Non era mai stato realizzato un riordino così vasto della materia: il Consiglio dei ministri ha approvato la bozza di decreto giovedì scorso varando una misura dal valore di circa 19 miliardi di euro. L'assegno unico è universale la cui base parte da 50 euro mensili per ogni figlio minorenne e 25 per i maggiorenni fino a 21 anni. Per i redditi più bassi l'importo base per i figli minori è di 175 euro (fino a 15 mila euro di reddito Isee).

L'assegno è legato all'Isee, che va presentato a gennaio di ogni anno. Per quanto riguarda l'anno prossimo ci saranno due mesi "ponte" nei quali varranno le misure vigenti attualmente. Ai percettori del Reddito di cittadinanza l'assegno verrà corrisposto d'ufficio (non dovranno presentare due volte l'Isee). L'assegno unico, inoltre non concorrerà alla formazione del reddito complessivo.

LE CRITICITA'

FIGLI "GRANDI"

Non mancano le criticità: vengono ad esempio esclusi completamente i figli con più di 21 anni. L'assegno unico, infatti verrà corrisposto a partire dal 7° mese di gravidanza e fino al compimento del 21esimo anno di età. Una scelta che ha suscitato le perplessità dei sindacati. Per i figli tra i 18 e 21 anni l'assegno sarà corrisposto a patto che i ragazzi studino, facciano tirocini con redditi minimi o siano impegnati nel servizio civile universale.

I NON SPOSATI

C'è poi una questione che si presenterà molto spinosa e che è legata al funzionamento dell'Isee e alla sua applicazione alle coppie di genitori non sposati che hanno avuto figli e che ora non convivono nella stessa abitazione e non fanno più parte dello stesso nucleo familiare: l'Isee deve essere unico e questo avrà inevitabilmente un effetto sul calcolo della fascia per l'assegno unico. Sarà molto più facile superare la soglia massima di 40 mila euro (dove scatta l'importo base di 50 euro) anche se, di fatto, una famiglia non esiste più. Questo perché l'altro genitore (generalmente il padre) viene "attratto" ai fini Isee. Ci sono però alcune eccezioni. Qui una spiegazione

LA REGIA

Tutta l'operazione avrà la regia dell'Inps (qui la pagina dedicata alle prestazioni per i nuclei familiari). All'istituto di previdenza andranno indirizzate le domande (a partire dall'1 gennaio 2022) che potranno essere effettuate anche attraverso i patronati, mentre le dichiarazioni Isee possono essere compilate online (bisogna avere lo Spid) o rivolgendosi a un qualunque Caf.

LA SIMULAZIONE

Proviamo a simulare la situazione di un nucleo con Isee fino a 15mila euro: riceverà 175 euro al mese con un figlio, 350 con due, 610 con tre e 970 con 4 che diventano 1.090 euro al mese se entrambi i genitori lavorano (30 euro per 4 figli, 120 euro in più). A questa cifra vanno aggiunti i 20 euro al mese a figlio in caso di mamma giovanissima.

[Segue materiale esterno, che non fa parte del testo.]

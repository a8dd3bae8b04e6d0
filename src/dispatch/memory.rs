//! Reference dispatcher backed by an in-memory catalog and cart.
//!
//! Executes every effect without real I/O: catalog queries answer from
//! a fixed menu, cart mutations update a map, navigation and counter
//! sync feed straight back as messages. Used by the demo binary and the
//! loop-level integration tests.

use std::collections::BTreeMap;
use std::future::Future;

use parking_lot::Mutex;

use tracing::info;

use crate::root::{Command, Eff, Msg, Notification};
use crate::screens::cart::{self, CartItem};
use crate::screens::dish::{self, DishContent, Review};
use crate::screens::dishes::{self, DishItem};
use crate::shutdown::ShutdownHandle;

use super::{EffHandler, Emitter};

pub struct InMemoryDispatcher {
    catalog: Vec<DishContent>,
    reviews: Mutex<BTreeMap<String, Vec<Review>>>,
    /// Cart contents as dish id -> portion count.
    cart: Mutex<BTreeMap<String, u32>>,
    host: ShutdownHandle,
}

impl InMemoryDispatcher {
    pub fn new(catalog: Vec<DishContent>, host: ShutdownHandle) -> Self {
        Self {
            catalog,
            reviews: Mutex::new(BTreeMap::new()),
            cart: Mutex::new(BTreeMap::new()),
            host,
        }
    }

    /// Dispatcher over a small built-in menu.
    pub fn sample(host: ShutdownHandle) -> Self {
        let menu = [
            ("1", "Margherita", "Tomato, mozzarella, basil", 100, Some(120)),
            ("2", "Pepperoni", "Tomato, mozzarella, pepperoni", 120, None),
            ("3", "Four Cheese Pizza", "Mozzarella, gorgonzola, parmesan, emmental", 130, None),
            ("4", "Pizza Calzone", "Folded pizza with ham and ricotta", 140, Some(160)),
            ("5", "Caesar Salad", "Romaine, chicken, parmesan, croutons", 90, None),
            ("6", "Greek Salad", "Tomato, cucumber, feta, olives", 80, None),
            ("7", "Lemonade", "House-made, 0.5 l", 40, None),
        ];
        let catalog = menu
            .into_iter()
            .map(|(id, title, description, price, old_price)| DishContent {
                id: id.to_string(),
                image: format!("https://menu.example/{id}.jpg"),
                title: title.to_string(),
                description: description.to_string(),
                price,
                old_price,
            })
            .collect();

        let dispatcher = Self::new(catalog, host);
        dispatcher.reviews.lock().insert(
            "1".to_string(),
            vec![
                Review {
                    author: "ann".to_string(),
                    rating: 5,
                    text: "Best margherita in town".to_string(),
                },
                Review {
                    author: "bob".to_string(),
                    rating: 4,
                    text: "Solid, would order again".to_string(),
                },
            ],
        );
        dispatcher
    }

    fn find_all(&self) -> Vec<DishItem> {
        self.catalog.iter().map(to_item).collect()
    }

    /// Blank query returns the whole catalog, matching the data-layer
    /// contract of `SearchDishes`.
    fn search(&self, query: &str) -> Vec<DishItem> {
        let query = query.trim();
        if query.is_empty() {
            return self.find_all();
        }
        self.catalog
            .iter()
            .filter(|dish| find_ignore_ascii_case(&dish.title, query).is_some())
            .map(to_item)
            .collect()
    }

    /// Group matching dishes by the title prefix extended to the end of
    /// the word the query lands in, counting dishes per short name.
    ///
    /// "che" against "Four Cheese Pizza" yields "Four Cheese"; two
    /// dishes sharing a short name merge into one entry with count 2.
    fn suggestions(&self, query: &str) -> BTreeMap<String, u32> {
        let mut suggestions = BTreeMap::new();
        let query = query.trim();
        if query.is_empty() {
            return suggestions;
        }
        for dish in &self.catalog {
            let Some(idx) = find_ignore_ascii_case(&dish.title, query) else {
                continue;
            };
            let bytes = dish.title.as_bytes();
            let mut end = idx + query.len();
            while end < bytes.len() && bytes[end] != b' ' {
                end += 1;
            }
            let short = dish.title[..end].to_string();
            *suggestions.entry(short).or_insert(0) += 1;
        }
        suggestions
    }

    fn dish(&self, id: &str) -> Option<DishContent> {
        self.catalog.iter().find(|dish| dish.id == id).cloned()
    }

    fn add_to_cart(&self, id: &str, count: u32) {
        let mut cart = self.cart.lock();
        *cart.entry(id.to_string()).or_insert(0) += count;
    }

    /// Take one portion out; the entry disappears at zero.
    fn remove_one(&self, id: &str) {
        let mut cart = self.cart.lock();
        match cart.get_mut(id) {
            Some(count) if *count > 1 => *count -= 1,
            Some(_) => {
                cart.remove(id);
            }
            None => {}
        }
    }

    /// Cart-screen decrement: the UI hides the minus button at one
    /// portion, so this never drops an entry below 1.
    fn decrement(&self, id: &str) {
        let mut cart = self.cart.lock();
        if let Some(count) = cart.get_mut(id) {
            *count = count.saturating_sub(1).max(1);
        }
    }

    fn remove_item(&self, id: &str) {
        self.cart.lock().remove(id);
    }

    fn clear_cart(&self) {
        self.cart.lock().clear();
    }

    fn cart_items(&self) -> Vec<CartItem> {
        let cart = self.cart.lock();
        cart.iter()
            .filter_map(|(id, count)| {
                self.catalog.iter().find(|dish| &dish.id == id).map(|dish| CartItem {
                    id: dish.id.clone(),
                    image: dish.image.clone(),
                    title: dish.title.clone(),
                    price: dish.price,
                    count: *count,
                })
            })
            .collect()
    }

    fn cart_count(&self) -> u32 {
        self.cart.lock().values().sum()
    }

    fn handle_dishes(&self, eff: dishes::Eff, emit: &Emitter) {
        match eff {
            dishes::Eff::FindAllDishes => emit.emit(Msg::Dishes(dishes::Msg::ShowDishes {
                dishes: self.find_all(),
            })),
            dishes::Eff::SearchDishes { query } => {
                emit.emit(Msg::Dishes(dishes::Msg::ShowDishes {
                    dishes: self.search(&query),
                }))
            }
            dishes::Eff::FindSuggestions { query } => {
                emit.emit(Msg::Dishes(dishes::Msg::ShowSuggestions {
                    suggestions: self.suggestions(&query),
                }))
            }
            dishes::Eff::AddToCart { id, .. } => {
                self.add_to_cart(&id, 1);
                emit.emit(Msg::UpdateCartCount {
                    count: self.cart_count(),
                });
            }
            dishes::Eff::RemoveFromCart { id, .. } => {
                self.remove_one(&id);
                emit.emit(Msg::UpdateCartCount {
                    count: self.cart_count(),
                });
            }
            // Routing flattens screen-level navigation before dispatch,
            // but the handler stays total over the declared variants.
            dishes::Eff::Navigate(cmd) => emit.emit(Msg::Navigate(cmd)),
        }
    }

    fn handle_dish(&self, eff: dish::Eff, emit: &Emitter) {
        match eff {
            dish::Eff::LoadDish { id } => match self.dish(&id) {
                Some(content) => emit.emit(Msg::Dish(dish::Msg::ShowDish { content })),
                None => emit.emit(Msg::Dish(dish::Msg::ShowError {
                    message: format!("dish '{id}' not found"),
                })),
            },
            dish::Eff::LoadReviews { id } => {
                let reviews = self.reviews.lock().get(&id).cloned().unwrap_or_default();
                emit.emit(Msg::Dish(dish::Msg::ShowReviews { reviews }));
            }
            dish::Eff::AddToCart { id, count } => {
                self.add_to_cart(&id, count);
                emit.emit(Msg::UpdateCartCount {
                    count: self.cart_count(),
                });
            }
            dish::Eff::SendReview { id, rating, text } => {
                let reviews = {
                    let mut all = self.reviews.lock();
                    let list = all.entry(id).or_default();
                    list.push(Review {
                        author: "you".to_string(),
                        rating,
                        text,
                    });
                    list.clone()
                };
                emit.emit(Msg::Dish(dish::Msg::ShowReviews { reviews }));
            }
        }
    }

    fn handle_cart(&self, eff: cart::Eff, emit: &Emitter) {
        match eff {
            cart::Eff::LoadCart => emit.emit(Msg::Cart(cart::Msg::ShowCart {
                items: self.cart_items(),
            })),
            cart::Eff::IncrementItem { id } => {
                self.add_to_cart(&id, 1);
                self.emit_cart(emit);
            }
            cart::Eff::DecrementItem { id } => {
                self.decrement(&id);
                self.emit_cart(emit);
            }
            cart::Eff::RemoveItem { id, title } => {
                self.remove_item(&id);
                info!(%title, "removed from cart");
                self.emit_cart(emit);
            }
            cart::Eff::SendOrder { order } => {
                info!(items = order.len(), "order sent");
                self.clear_cart();
                self.emit_cart(emit);
            }
            cart::Eff::Navigate(cmd) => emit.emit(Msg::Navigate(cmd)),
            cart::Eff::Notify(notification) => show_notification(&notification),
        }
    }

    fn emit_cart(&self, emit: &Emitter) {
        emit.emit(Msg::Cart(cart::Msg::ShowCart {
            items: self.cart_items(),
        }));
        emit.emit(Msg::UpdateCartCount {
            count: self.cart_count(),
        });
    }
}

impl EffHandler for InMemoryDispatcher {
    fn handle(&self, eff: Eff, emit: Emitter) -> impl Future<Output = anyhow::Result<()>> + Send {
        async move {
            match eff {
                Eff::Dishes(eff) => self.handle_dishes(eff, &emit),
                Eff::Dish(eff) => self.handle_dish(eff, &emit),
                Eff::Cart(eff) => self.handle_cart(eff, &emit),
                Eff::Navigate(cmd) => emit.emit(Msg::Navigate(cmd)),
                Eff::SyncCounter => emit.emit(Msg::UpdateCartCount {
                    count: self.cart_count(),
                }),
                Eff::Cmd(Command::Finish) => self.host.signal(),
                Eff::Notification(notification) => show_notification(&notification),
            }
            Ok(())
        }
    }
}

/// Project a catalog entry onto its dish-list representation.
fn to_item(dish: &DishContent) -> DishItem {
    DishItem {
        id: dish.id.clone(),
        title: dish.title.clone(),
        image: dish.image.clone(),
        price: dish.price,
    }
}

/// A real host renders these as snackbars; here they go to the log.
fn show_notification(notification: &Notification) {
    match notification {
        Notification::Text { message } => info!(%message, "notification"),
        Notification::Action { message, label, .. } => {
            info!(%message, %label, "notification with action")
        }
        Notification::Error { message, .. } => info!(%message, "error notification"),
    }
}

/// Byte-wise ASCII-case-insensitive substring search. Returns the byte
/// offset of the first match.
fn find_ignore_ascii_case(haystack: &str, needle: &str) -> Option<usize> {
    if needle.is_empty() || needle.len() > haystack.len() {
        return None;
    }
    haystack
        .as_bytes()
        .windows(needle.len())
        .position(|window| window.eq_ignore_ascii_case(needle.as_bytes()))
}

I nuclei che superano i 40mila euro di Isee invece riceveranno 50 euro al mese con un figlio, 100 euro con due figli, 165 euro con tre figli, 330 euro con 4 figli. Anche in questo caso vanno aggiunti i 20 euro a figlio se la mamma ha meno di 21 anni mentre non scatta la maggiorazione per entrambi i genitori lavoratori.